===== Dataset entries

//! Operator-facing output on stderr: startup stage spinners and the end-of-run summary.

use indicatif::{ProgressBar, ProgressDrawTarget, ProgressStyle};
use std::time::{Duration, Instant};

use crate::aggregate::CrowdSnapshot;
use crate::pipeline::RunReport;

#[derive(Clone, Copy, Debug, PartialEq, Eq)]
pub enum UiMode {
    Auto,
    Plain,
    Pretty,
}

impl UiMode {
    /// Unknown values fall back to `Auto`.
    pub fn parse(value: Option<&str>) -> Self {
        match value {
            Some("plain") => UiMode::Plain,
            Some("pretty") => UiMode::Pretty,
            _ => UiMode::Auto,
        }
    }
}

#[derive(Clone, Debug)]
pub struct Ui {
    pretty: bool,
}

impl Ui {
    /// `disable_pretty` turns `Auto` into plain output, e.g. when stdout is piped.
    pub fn new(mode: UiMode, is_tty: bool, disable_pretty: bool) -> Self {
        let pretty = is_tty
            && match mode {
                UiMode::Pretty => true,
                UiMode::Auto => !disable_pretty,
                UiMode::Plain => false,
            };
        Self { pretty }
    }

    pub fn stage(&self, name: &str) -> StageGuard {
        if !self.pretty {
            eprintln!("==> {}", name);
            return StageGuard::new(name.to_string(), None);
        }
        let spinner = ProgressBar::new_spinner();
        spinner.set_draw_target(ProgressDrawTarget::stderr());
        spinner.enable_steady_tick(Duration::from_millis(120));
        let style = ProgressStyle::with_template("{spinner} {msg}")
            .unwrap_or_else(|_| ProgressStyle::default_spinner());
        spinner.set_style(style);
        spinner.set_message(format!("{name}…"));
        StageGuard::new(name.to_string(), Some(spinner))
    }

    pub fn report(&self, report: &RunReport) {
        for line in report_lines(report) {
            eprintln!("{line}");
        }
    }
}

/// Prints a completion line when dropped.
pub struct StageGuard {
    name: String,
    start: Instant,
    spinner: Option<ProgressBar>,
    failed: bool,
}

impl StageGuard {
    fn new(name: String, spinner: Option<ProgressBar>) -> Self {
        Self {
            name,
            start: Instant::now(),
            spinner,
            failed: false,
        }
    }

    /// Mark the stage as failed so the completion line says so.
    pub fn fail(mut self) {
        self.failed = true;
    }
}

impl Drop for StageGuard {
    fn drop(&mut self) {
        let mark = if self.failed { "✘" } else { "✔" };
        let message = format!(
            "{} {} ({})",
            mark,
            self.name,
            format_duration(self.start.elapsed())
        );
        match &self.spinner {
            Some(spinner) if self.failed => spinner.abandon_with_message(message),
            Some(spinner) => spinner.finish_with_message(message),
            None => eprintln!("{message}"),
        }
    }
}

pub fn snapshot_line(snapshot: &CrowdSnapshot) -> String {
    format!(
        "seq={} count={} density={} trend={} anomaly={} processing={}ms",
        snapshot.seq,
        snapshot.count,
        snapshot.density.as_str(),
        snapshot.trend.map(|t| t.as_str()).unwrap_or("-"),
        snapshot.anomaly,
        snapshot.processing_ms
    )
}

fn report_lines(report: &RunReport) -> Vec<String> {
    let mean_people = if report.snapshots == 0 {
        0.0
    } else {
        report.total_people as f64 / report.snapshots as f64
    };
    vec![
        format!("run stopped: {:?}", report.stop_reason),
        format!(
            "  frames    read={} processed={} skipped={}",
            report.frames_read, report.frames_processed, report.frames_skipped
        ),
        format!(
            "  people    snapshots={} mean={:.1} peak={}",
            report.snapshots, mean_people, report.peak_count
        ),
        format!(
            "  inference mean={:.1}ms worst={} over_budget={}",
            report.mean_inference_ms,
            format_duration(report.scheduler.inference_worst),
            report.scheduler.budget_misses
        ),
        format!(
            "  uplink    delivered={} spooled={} evicted={} retries={} spool_len={}",
            report.uplink.delivered,
            report.uplink.spooled,
            report.uplink.spool_evicted,
            report.uplink.retries,
            report.uplink.spool_len
        ),
    ]
}

fn format_duration(duration: Duration) -> String {
    if duration.as_secs() >= 1 {
        format!("{:.2}s", duration.as_secs_f64())
    } else {
        format!("{}ms", duration.as_millis())
    }
}

#[cfg(test)]
mod tests {
    use super::*;
    use crate::aggregate::DensityBucket;
    use crate::pipeline::StopReason;
    use crate::schedule::SchedulerStats;
    use crate::uplink::UplinkSummary;

    #[test]
    fn plain_mode_never_uses_spinners() {
        assert!(!Ui::new(UiMode::Plain, true, false).pretty);
        assert!(!Ui::new(UiMode::Pretty, false, false).pretty);
        assert!(!Ui::new(UiMode::Auto, true, true).pretty);
        assert!(Ui::new(UiMode::Pretty, true, true).pretty);
        assert_eq!(UiMode::parse(Some("fancy")), UiMode::Auto);
    }

    #[test]
    fn report_mentions_uplink_totals() {
        let report = RunReport {
            frames_read: 20,
            frames_processed: 4,
            frames_skipped: 16,
            snapshots: 4,
            total_people: 30,
            peak_count: 9,
            mean_inference_ms: 12.5,
            stop_reason: StopReason::EndOfStream,
            uplink: UplinkSummary {
                delivered: 3,
                spooled: 1,
                ..UplinkSummary::default()
            },
            scheduler: SchedulerStats::default(),
        };
        let lines = report_lines(&report);
        assert!(lines[0].contains("EndOfStream"));
        assert!(lines[2].contains("mean=7.5"));
        assert!(lines[4].contains("delivered=3 spooled=1"));
    }

    #[test]
    fn snapshot_line_shows_missing_trend() {
        let line = snapshot_line(&CrowdSnapshot {
            source_id: "x".into(),
            seq: 0,
            timestamp: 0,
            count: 16,
            density: DensityBucket::High,
            trend: None,
            anomaly: true,
            processing_ms: 3,
            detections: Vec::new(),
        });
        assert_eq!(
            line,
            "seq=0 count=16 density=high trend=- anomaly=true processing=3ms"
        );
    }
}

==========

Given the word "name", show every line of the records that contains it.

▶ _Your solution_:
    pub fn stage(&self, name: &str) -> StageGuard {
            eprintln!("==> {}", name);
            return StageGuard::new(name.to_string(), None);
        spinner.set_message(format!("{name}…"));
        StageGuard::new(name.to_string(), Some(spinner))
    name: String,
    fn new(name: String, spinner: Option<ProgressBar>) -> Self {
            name,
            self.name,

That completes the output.